Las personas que mejor me conocen, es decir, los lectores de estas columnas de opinión, saben que no soy alguien muy de salir por ahí. Suelo ir a dar una vuelta vespertina casi diariamente, alguna matutina y ya casi poco más. No incluyo aquí mis visitas al supermercado y a una panadería nueva que han abierto hace poco cerca de casa, que por cierto tiene unas ensaimadas de crema realmente muy buenas. Bueno, eso es lo que he oído decir.
En cuanto a los paseos de que les hablaba al inicio, suelen ser casi siempre por el centro histórico de Palma, que es una de las zonas de la ciudad que ya de joven más me gustaban, con sus tiendas, sus calles peatonalizadas, sus residentes, sus avenidas, sus comercios emblemáticos, sus visitantes, sus callejones perdidos, sus edificios antiguos, sus artistas, sus bloques modernos, sus bares, sus cafeterías, sus restaurantes y sobre todo sus terrazas.
Pocos sitios suele haber más interesantes en cualquier ciudad que sus terrazas, con la excepción quizás de algún museo o de algún monumento. Las terrazas son como pequeños microcosmos concentrados del mundo. Seguramente por eso, siempre que puedo me gusta sentarme en alguna de ellas y observar con discreción a las personas que tengo alrededor. Al fin y al cabo, casi todos tenemos más o menos escondida o latente una cierta vocación de «voyeurs».

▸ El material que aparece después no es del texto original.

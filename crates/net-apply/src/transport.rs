//! Kernel transport abstraction
//!
//! Encodes requests for the kernel and returns decoded replies. The
//! asynchronous notification stream is delivered separately, see
//! [`crate::Ipdb::spawn_reader`].

use async_trait::async_trait;

use pve_network_core::{
    AddrExtras, AddrFilter, AddrKey, AddrMessage, AddrOp, KernelError, LinkMessage, LinkOp,
    LinkRequest, VlanInfo, VlanOp,
};

/// Result of a kernel round trip
pub type KernelResult<T> = std::result::Result<T, KernelError>;

/// Request/response side of the kernel link
#[async_trait]
pub trait KernelTransport: Send + Sync {
    /// Create, change or delete a link
    async fn link(&self, op: LinkOp, request: &LinkRequest) -> KernelResult<Vec<LinkMessage>>;

    /// Add or delete an interface address
    async fn addr(
        &self,
        op: AddrOp,
        index: u32,
        address: AddrKey,
        extras: &AddrExtras,
    ) -> KernelResult<Vec<AddrMessage>>;

    /// Add or delete a bridge VLAN filter entry
    async fn vlan_filter(&self, op: VlanOp, index: u32, vlan: VlanInfo) -> KernelResult<()>;

    /// Dump links; an empty slice dumps all of them
    async fn get_links(&self, indices: &[u32]) -> KernelResult<Vec<LinkMessage>>;

    /// Indices of links with the given name
    async fn link_lookup(&self, ifname: &str) -> KernelResult<Vec<u32>>;

    async fn get_addr(&self, filter: AddrFilter) -> KernelResult<Vec<AddrMessage>>;

    /// Dump bridge VLAN information as AF_BRIDGE link messages
    async fn get_vlans(&self) -> KernelResult<Vec<LinkMessage>>;
}
//! Error types for interface mirror operations

use thiserror::Error;

/// Kernel error numbers the commit engine reacts to
pub mod errno {
    pub const EPERM: i32 = 1;
    pub const EBUSY: i32 = 16;
    pub const EEXIST: i32 = 17;
    pub const ENODEV: i32 = 19;
    pub const EINVAL: i32 = 22;
    pub const EOPNOTSUPP: i32 = 95;
    pub const EADDRNOTAVAIL: i32 = 99;

    pub fn describe(code: i32) -> &'static str {
        match code {
            EPERM => "Operation not permitted",
            EBUSY => "Device or resource busy",
            EEXIST => "File exists",
            ENODEV => "No such device",
            EINVAL => "Invalid argument",
            EOPNOTSUPP => "Operation not supported",
            EADDRNOTAVAIL => "Cannot assign requested address",
            _ => "Unknown error",
        }
    }
}

/// Main error type for interface mirror operations
#[derive(Debug, Error)]
pub enum NetworkError {
    #[error("Kernel error: {0}")]
    Kernel(#[from] KernelError),

    #[error("Interface {name} was not created")]
    Create { name: String },

    #[error("Convergence error: {0}")]
    Convergence(String),

    #[error("Partial commit error: {0}")]
    PartialCommit(ErrorReport),

    #[error("Can not resolve port {reference}")]
    UnresolvedReference { reference: String },

    #[error("Usage error: {0}")]
    Usage(#[from] UsageError),

    #[error("Commit hook failed: {0}")]
    Hook(String),

    #[error("{error}; rollback failed: {rollback}")]
    RollbackFailed {
        error: Box<NetworkError>,
        rollback: Box<NetworkError>,
    },

    #[error("Configuration error: {0}")]
    Configuration(#[from] ConfigError),

    #[error("Serialization error: {0}")]
    Serialization(#[from] serde_json::Error),
}

impl NetworkError {
    pub fn convergence(message: impl Into<String>) -> Self {
        NetworkError::Convergence(message.into())
    }

    /// Errno of a passthrough kernel error
    pub fn kernel_code(&self) -> Option<i32> {
        match self {
            NetworkError::Kernel(err) => err.code(),
            _ => None,
        }
    }

    /// Step errors collected by a partial commit
    pub fn partial_errors(&self) -> Option<&[NetworkError]> {
        match self {
            NetworkError::PartialCommit(report) => Some(&report.0),
            _ => None,
        }
    }
}

/// Errors reported by the kernel transport
#[derive(Debug, Clone, PartialEq, Eq, Error)]
pub enum KernelError {
    #[error("netlink error {code}: {message}")]
    Netlink { code: i32, message: String },

    #[error("illegal IP address: {0}")]
    IllegalAddress(String),

    #[error("transport closed")]
    Closed,
}

impl KernelError {
    pub fn netlink(code: i32) -> Self {
        KernelError::Netlink {
            code,
            message: errno::describe(code).to_string(),
        }
    }

    pub fn code(&self) -> Option<i32> {
        match self {
            KernelError::Netlink { code, .. } => Some(*code),
            _ => None,
        }
    }

    pub fn is(&self, code: i32) -> bool {
        self.code() == Some(code)
    }
}

/// Misuse of the API, never retryable
#[derive(Debug, Error)]
pub enum UsageError {
    #[error("interface {name} is invalidated")]
    Invalidated { name: String },

    #[error("no open transaction in explicit mode")]
    NoTransaction,

    #[error("unknown transaction {id}")]
    UnknownTransaction { id: String },
}

/// Field registry and settings errors
#[derive(Debug, Error)]
pub enum ConfigError {
    #[error("Unknown field: {field}")]
    UnknownField { field: String },

    #[error("Invalid configuration value for {field}: {value}")]
    InvalidValue { field: String, value: String },

    #[error("Failed to load settings: {0}")]
    Load(#[from] config::ConfigError),
}

/// Wrapper used to present multiple step failures as a single error payload.
#[derive(Debug, Default)]
pub struct ErrorReport(pub Vec<NetworkError>);

impl std::fmt::Display for ErrorReport {
    fn fmt(&self, f: &mut std::fmt::Formatter<'_>) -> std::fmt::Result {
        let mut first = true;
        for error in &self.0 {
            if !first {
                write!(f, "; ")?;
            }
            first = false;
            write!(f, "{}", error)?;
        }
        Ok(())
    }
}

impl From<Vec<NetworkError>> for ErrorReport {
    fn from(value: Vec<NetworkError>) -> Self {
        ErrorReport(value)
    }
}
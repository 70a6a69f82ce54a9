//! Rollback and resynchronization
//!
//! A failed commit is undone by committing the pre-apply snapshot in
//! rollback mode. When that fails as well, the mirror can no longer be
//! trusted and is rebuilt from a full kernel listing.

use std::collections::{HashMap, HashSet};
use std::sync::Arc;

use log::{debug, error, info};

use pve_network_core::{
    AddrFilter, AddrKey, AddrMessage, Interface, LinkState, MessageKind, Result, Scope,
};

use crate::commit::Failure;
use crate::registry::Ipdb;

impl Ipdb {
    /// Apply `snapshot` as a rollback pass. On failure the targets are
    /// dropped and the registry is resynchronized.
    pub async fn restore(&self, iface: &Arc<Interface>, snapshot: LinkState) -> Result<()> {
        let label = iface.label().await;
        match self.attempt(iface, snapshot, true).await {
            Ok(()) => {
                info!("rolled back {}", label);
                Ok(())
            }
            Err(Failure { error, .. }) => {
                error!("rollback of {} failed: {}", label, error);
                iface.clear_targets().await;
                if let Err(e) = self.resync().await {
                    error!("resync after failed rollback failed: {}", e);
                }
                Err(error)
            }
        }
    }

    /// Rebuild the registry from a full kernel listing: links first, then
    /// port relations, bridge VLANs and addresses. Interfaces the kernel no
    /// longer reports are dropped.
    pub async fn resync(&self) -> Result<()> {
        info!("resynchronizing interfaces with the kernel");
        let links = self.nl.get_links(&[]).await?;
        let present: HashSet<u32> = links.iter().map(|link| link.index).collect();

        for link in &links {
            self.device_put(link, true).await;
        }
        for link in &links {
            self.update_slaves(link, MessageKind::NewLink).await;
        }
        for link in self.nl.get_vlans().await? {
            self.update_dev(&link).await;
        }

        let addrs = self.read_addresses(AddrFilter::All).await?;
        self.sync_addresses(&addrs).await;

        for (index, iface) in self.indexed().await {
            if !present.contains(&index) && iface.scope().await == Scope::System {
                debug!("dropping vanished interface {}", index);
                self.detach_interface(&iface).await;
            }
        }
        Ok(())
    }

    /// Make the address sets match a full address dump
    async fn sync_addresses(&self, addrs: &[AddrMessage]) {
        let mut reported: HashMap<u32, Vec<&AddrMessage>> = HashMap::new();
        for msg in addrs {
            reported.entry(msg.index).or_default().push(msg);
        }

        for (index, iface) in self.indexed().await {
            let messages = reported.remove(&index).unwrap_or_default();
            let keys: HashSet<AddrKey> = messages.iter().map(|msg| msg.key()).collect();
            let result = iface
                .direct(|state| {
                    let stale: Vec<AddrKey> = state
                        .record()
                        .ipaddr
                        .keys()
                        .filter(|key| !keys.contains(*key))
                        .copied()
                        .collect();
                    for key in stale {
                        state.remove_addr(&key);
                    }
                    for msg in &messages {
                        state.add_addr(msg.key(), msg.extras.clone());
                    }
                })
                .await;
            if let Err(e) = result {
                debug!("skipping addresses of {}: {}", index, e);
            }
        }
    }
}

Las terrazas son casi siempre fuente de inspiración, vital en algunos casos, literaria en otros. En unos pocos metros cuadrados, sentados en diferentes mesas, puede haber amigos recientes o de toda la vida, parejas de cualquier edad, desconocidos que han quedado para una primera cita, trabajadores o turistas que hacen un «break», ejecutivos y políticos hablando de sus cosas —que no siempre son las nuestras— o guapos y guapas oficiales. Y, por supuesto, también alguna «femme fatale», con su halo seductor y misterioso, su vestido quizás a lo bondage, sus tacones de aguja y sus gafas de sol, que invariablemente llevará aunque el cielo esté encapotado y el día amenace tormenta.
Todo ese microcosmos está hoy en retroceso en Palma, después de que el equipo de gobierno municipal tripartito aprobase hace un año la nueva ordenanza de ocupación de la vía pública y meses después el decreto que obliga a las terrazas de Sa Llotja a cerrar a las once de la noche. Partiendo de la base de que ya nadie duda, salvo quizás Donald Trump, de que siempre deben intentar preservarse los espacios públicos y el descanso de las personas, deberíamos de preguntarnos si las cosas no podrían haberse hecho algo mejor por parte de Cort, sobre todo teniendo en cuenta las repercusiones negativas, no sólo económicas, que la ordenanza y el decreto están teniendo de manera genérica en el día a día del centro histórico. Ojalá aún sea posible algún cambio que pueda contentar a todos. Por el bien y el futuro de nuestra querida ciudad.